Il en est des points d’intérêts comme du reste, chacun en fait son affaire, exerce ses choix selon ses affinités, son humeur du moment, sa culture, ses passions...ce qui lui paraît être le meilleur pour lui-même. Difficile dans ce domaine, d’influer sur les autres, connaissances ou amis dont on partage souvent la même vision sur beaucoup de sujets mais il en est des choix comme des goûts et des couleurs. Dans de tels cas et face à des opinions non partagées, le mieux est, parfois, de faire profil bas plutôt que d’insister. Peut-on en conclure que la liberté s’arrête là où commence celle de votre interlocuteur, là où l’insistance ferait apparaître quelque différence ou malaise ? La liberté, c’est aussi la tolérance, mieux vaut donc en rester là.

Ainsi, vous décidez de partir, le besoin de faire une sorte de voyage initiatique, peut-être, contre ou sans l’aval de l’entourage, le besoin de rompre le quotidien, les habitudes, d’aller vers l’inconnu ou l’exploration d’une idée ancienne d’aventure, de faire le vide, de voir du neuf, de reprendre contact avec la nature, de faire de nouvelles rencontres, de s’émerveiller de paysages, de villages, de la beauté du patrimoine que l’on ne soupçonnait pas.

Partir sur les chemins de grande randonnée, nombreux sont ceux de tous âges qui en ont rêvé, sentant le désir et l’envie de marcher, de se mesurer à l’effort physique et mental, de redécouvrir l’échange, la camaraderie, les retrouvailles, la chaleur humaine qui conforte et estompe soucis ou autres préoccupations puis y ont renoncé, faute de temps ou en raison de conditions non réunies.
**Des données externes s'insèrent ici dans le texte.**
//! Shared application state injected into every handler via axum's
//! `State` extractor.

use std::sync::Arc;

use axum::extract::FromRef;
use axum_extra::extract::cookie::Key;
use shuffle_controller::Controller;
use shuffle_remote::SpotifyRemoteClient;
use shuffle_store::Store;

use crate::config::Config;
use crate::oauth::PendingAuthorizations;

#[derive(Clone)]
pub struct AppState {
    pub config: Arc<Config>,
    pub store: Arc<Store>,
    pub controller: Arc<Controller>,
    /// Playlist-track reads bypass the per-user lock and are not part
    /// of the `RemoteClient` capability boundary the controller uses,
    /// so handlers call this directly rather than through `Controller`.
    pub remote: Arc<SpotifyRemoteClient>,
    pub cookie_key: Key,
    pub pending_auth: Arc<PendingAuthorizations>,
}

impl FromRef<AppState> for Key {
    fn from_ref(state: &AppState) -> Self {
        state.cookie_key.clone()
    }
}
//! `ApiError`: the HTTP-facing error type. Wraps every lower crate's
//! error via `#[from]` and maps each kind to the status named in the
//! command table.

use axum::http::StatusCode;
use axum::response::{IntoResponse, Response};
use axum::Json;
use serde::Serialize;
use shuffle_controller::ControllerError;
use thiserror::Error;

#[derive(Debug, Error)]
pub enum ApiError {
    #[error("no valid session; please log in again")]
    Unauthorized,

    #[error(transparent)]
    Controller(#[from] ControllerError),

    #[error(transparent)]
    Core(#[from] shuffle_core::CoreError),

    #[error("invalid request: {0}")]
    BadRequest(String),
}

#[derive(Serialize)]
struct ErrorBody {
    error: String,
}

impl IntoResponse for ApiError {
    fn into_response(self) -> Response {
        let status = match &self {
            Self::Unauthorized => StatusCode::UNAUTHORIZED,
            Self::Controller(err) => match err {
                ControllerError::AuthExpired => StatusCode::UNAUTHORIZED,
                ControllerError::PremiumRequired => StatusCode::FORBIDDEN,
                ControllerError::NotFound => StatusCode::NOT_FOUND,
                ControllerError::NoSession => StatusCode::NOT_FOUND,
                ControllerError::InvalidRun => StatusCode::BAD_REQUEST,
                ControllerError::TransientRemote => StatusCode::BAD_GATEWAY,
                ControllerError::Store(_) => StatusCode::INTERNAL_SERVER_ERROR,
            },
            Self::Core(_) | Self::BadRequest(_) => StatusCode::BAD_REQUEST,
        };
        let body = ErrorBody {
            error: self.to_string(),
        };
        (status, Json(body)).into_response()
    }
}
//! OAuth/PKCE login flow, served as routes on the main router since this
//! service *is* the web app rather than a desktop client bootstrapping
//! itself against a local callback server.

use std::collections::HashMap;
use std::sync::Mutex as StdMutex;

use axum::extract::{Query, State};
use axum::response::{IntoResponse, Redirect};
use base64::engine::general_purpose::URL_SAFE_NO_PAD;
use base64::Engine;
use rand::distributions::Alphanumeric;
use rand::Rng;
use serde::Deserialize;
use sha2::{Digest, Sha256};
use shuffle_controller::ControllerError;
use tracing::{info, warn};

use crate::error::ApiError;
use crate::session::login_cookie;
use crate::state::AppState;

const SPOTIFY_AUTHORIZE_URL: &str = "https://accounts.spotify.com/authorize";
const SPOTIFY_TOKEN_URL: &str = "https://accounts.spotify.com/api/token";
const SCOPES: &str = "user-read-playback-state user-modify-playback-state";

/// Pending authorization requests keyed by the `state` parameter,
/// holding the PKCE verifier until the callback arrives.
#[derive(Default)]
pub struct PendingAuthorizations {
    verifiers: StdMutex<HashMap<String, String>>,
}

impl PendingAuthorizations {
    fn insert(&self, state: String, verifier: String) {
        self.verifiers.lock().unwrap_or_else(|e| e.into_inner()).insert(state, verifier);
    }

    fn take(&self, state: &str) -> Option<String> {
        self.verifiers.lock().unwrap_or_else(|e| e.into_inner()).remove(state)
    }
}

fn random_string(len: usize) -> String {
    rand::thread_rng()
        .sample_iter(&Alphanumeric)
        .take(len)
        .map(char::from)
        .collect()
}

fn code_challenge(verifier: &str) -> String {
    let digest = Sha256::digest(verifier.as_bytes());
    URL_SAFE_NO_PAD.encode(digest)
}

pub async fn login(State(state): State<AppState>) -> impl IntoResponse {
    let verifier = random_string(64);
    let challenge = code_challenge(&verifier);
    let csrf_state = random_string(32);
    state.pending_auth.insert(csrf_state.clone(), verifier);

    let redirect_uri = state.config.redirect_uri();
    let url = format!(
        "{SPOTIFY_AUTHORIZE_URL}?client_id={client_id}&response_type=code&redirect_uri={redirect_uri}\
         &code_challenge_method=S256&code_challenge={challenge}&state={csrf_state}&scope={scope}",
        client_id = urlencoding::encode(&state.config.spotify_client_id),
        redirect_uri = urlencoding::encode(&redirect_uri),
        scope = urlencoding::encode(SCOPES),
    );
    Redirect::to(&url)
}

#[derive(Debug, Deserialize)]
pub struct CallbackParams {
    code: Option<String>,
    state: Option<String>,
    error: Option<String>,
}

#[derive(serde::Deserialize)]
struct TokenResponse {
    access_token: String,
    refresh_token: Option<String>,
    expires_in: i64,
}

#[derive(serde::Deserialize)]
struct SpotifyProfile {
    id: String,
    display_name: Option<String>,
}

pub async fn callback(
    State(state): State<AppState>,
    Query(params): Query<CallbackParams>,
) -> Result<(axum_extra::extract::SignedCookieJar, Redirect), ApiError> {
    if let Some(error) = params.error {
        warn!(%error, "spotify authorization denied");
        return Err(ApiError::BadRequest(format!("authorization denied: {error}")));
    }
    let code = params.code.ok_or_else(|| ApiError::BadRequest("missing code".to_string()))?;
    let csrf_state = params.state.ok_or_else(|| ApiError::BadRequest("missing state".to_string()))?;
    let verifier = state
        .pending_auth
        .take(&csrf_state)
        .ok_or_else(|| ApiError::BadRequest("unknown or expired state".to_string()))?;

    let redirect_uri = state.config.redirect_uri();
    let form = [
        ("grant_type", "authorization_code"),
        ("code", code.as_str()),
        ("redirect_uri", redirect_uri.as_str()),
        ("client_id", state.config.spotify_client_id.as_str()),
        ("code_verifier", verifier.as_str()),
    ];

    let http = reqwest::Client::new();
    let resp = http
        .post(SPOTIFY_TOKEN_URL)
        .form(&form)
        .send()
        .await
        .map_err(|e| ApiError::BadRequest(format!("token exchange failed: {e}")))?;
    if !resp.status().is_success() {
        return Err(ApiError::BadRequest("token exchange rejected by Spotify".to_string()));
    }
    let token_response: TokenResponse = resp
        .json()
        .await
        .map_err(|e| ApiError::BadRequest(format!("malformed token response: {e}")))?;

    let profile: SpotifyProfile = http
        .get("https://api.spotify.com/v1/me")
        .bearer_auth(&token_response.access_token)
        .send()
        .await
        .map_err(|e| ApiError::BadRequest(format!("profile lookup failed: {e}")))?
        .json()
        .await
        .map_err(|e| ApiError::BadRequest(format!("malformed profile response: {e}")))?;

    let user = state
        .store
        .users
        .find_or_create(&profile.id, profile.display_name.as_deref().unwrap_or(&profile.id))
        .await
        .map_err(ControllerStoreError)?;

    let token = shuffle_remote::Token {
        access_token: token_response.access_token,
        refresh_token: token_response.refresh_token.unwrap_or_default(),
        expires_at: chrono::Utc::now() + chrono::Duration::seconds(token_response.expires_in),
        scopes: SCOPES.to_string(),
    };
    state
        .store
        .users
        .save_token(user.id, &token)
        .await
        .map_err(ControllerStoreError)?;

    info!(user_id = user.id, "spotify login completed");
    Ok((login_cookie(&state, user.id), Redirect::to("/")))
}

/// Small bridge so a `StoreError` surfaces through `ApiError` the same
/// way a `ControllerError::Store` would.
struct ControllerStoreError(shuffle_store::StoreError);

impl From<ControllerStoreError> for ApiError {
    fn from(err: ControllerStoreError) -> Self {
        Self::Controller(ControllerError::from(err.0))
    }
}
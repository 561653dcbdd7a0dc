//! Session: the in-memory half of a live controller run.

use serde::{Deserialize, Serialize};
use tokio::sync::Mutex;
use tokio::task::JoinHandle;
use tokio_util::sync::CancellationToken;

#[derive(Debug, Clone, Copy, PartialEq, Eq, Serialize, Deserialize)]
#[serde(rename_all = "snake_case")]
pub enum ControllerState {
    Idle,
    Starting,
    NoDevice,
    Playing,
    Overriding,
    Advancing,
    Completed,
    Error,
}

/// The live, in-process half of a controller run. Exclusively owns its
/// reconciliation task; the Run Store is the sole durable writer of
/// `cursor`/`queued_until_index`, always driven by this struct.
pub struct Session {
    pub run_id: i64,
    pub user_id: i64,
    pub playlist_id: String,
    /// Guards every session-mutating operation (`start`'s post-create
    /// steps, `next`, `stop`, `refresh`, each poll iteration) so user
    /// commands never run concurrently with the poll body.
    pub inner: Mutex<SessionInner>,
}

pub struct SessionInner {
    pub order: Vec<String>,
    pub cursor: usize,
    pub queued_until_index: usize,
    pub state: ControllerState,
    pub device_id: Option<String>,
    pub error_message: Option<String>,
    pub current_track_uri: Option<String>,
    pub current_track_name: Option<String>,
    pub current_artist: Option<String>,
    pub current_album_art: Option<String>,
    pub poll_task: Option<(JoinHandle<()>, CancellationToken)>,
}

impl Session {
    #[must_use]
    pub fn new(run_id: i64, user_id: i64, playlist_id: String, order: Vec<String>, cursor: usize) -> Self {
        Self {
            run_id,
            user_id,
            playlist_id,
            inner: Mutex::new(SessionInner {
                order,
                cursor,
                queued_until_index: cursor,
                state: ControllerState::Idle,
                device_id: None,
                error_message: None,
                current_track_uri: None,
                current_track_name: None,
                current_artist: None,
                current_album_art: None,
                poll_task: None,
            }),
        }
    }
}

/// The stable status snapshot returned by every command.
#[derive(Debug, Clone, Serialize)]
pub struct StatusSnapshot {
    pub state: ControllerState,
    pub cursor: usize,
    pub total_tracks: usize,
    pub current_track_uri: Option<String>,
    pub current_track_name: Option<String>,
    pub current_artist: Option<String>,
    pub current_album_art: Option<String>,
    pub error_message: Option<String>,
    pub device_id: Option<String>,
}

impl SessionInner {
    #[must_use]
    pub fn snapshot(&self) -> StatusSnapshot {
        StatusSnapshot {
            state: self.state,
            cursor: self.cursor,
            total_tracks: self.order.len(),
            current_track_uri: self.current_track_uri.clone(),
            current_track_name: self.current_track_name.clone(),
            current_artist: self.current_artist.clone(),
            current_album_art: self.current_album_art.clone(),
            error_message: self.error_message.clone(),
            device_id: self.device_id.clone(),
        }
    }

    #[must_use]
    pub fn is_complete(&self) -> bool {
        self.cursor >= self.order.len()
    }
}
En pensant à ces millions de randonneurs, de marcheurs infatigables qui se lançaient sur des chemins rocailleux, plus ou moins bien tracés dont on perdait la trace par n’importe quel temps, ne sachant pas, toujours, quelle direction prendre, où ils allaient aboutir en fin de journée, s’ils trouveraient de quoi s’alimenter, passer la nuit dans quelque soupente, hangar ou creux de rocher à l’abri des intempéries, du froid, du vent. Ils venaient de partout du Nord, de l’Est, du Centre, du Sud de l’Europe, rien ne les arrêtait, ils poursuivaient leur chemin jour après jour. Des sans-papiers, comme on l’entend quasi tous les jours, ni passeport, ni carte d’identité.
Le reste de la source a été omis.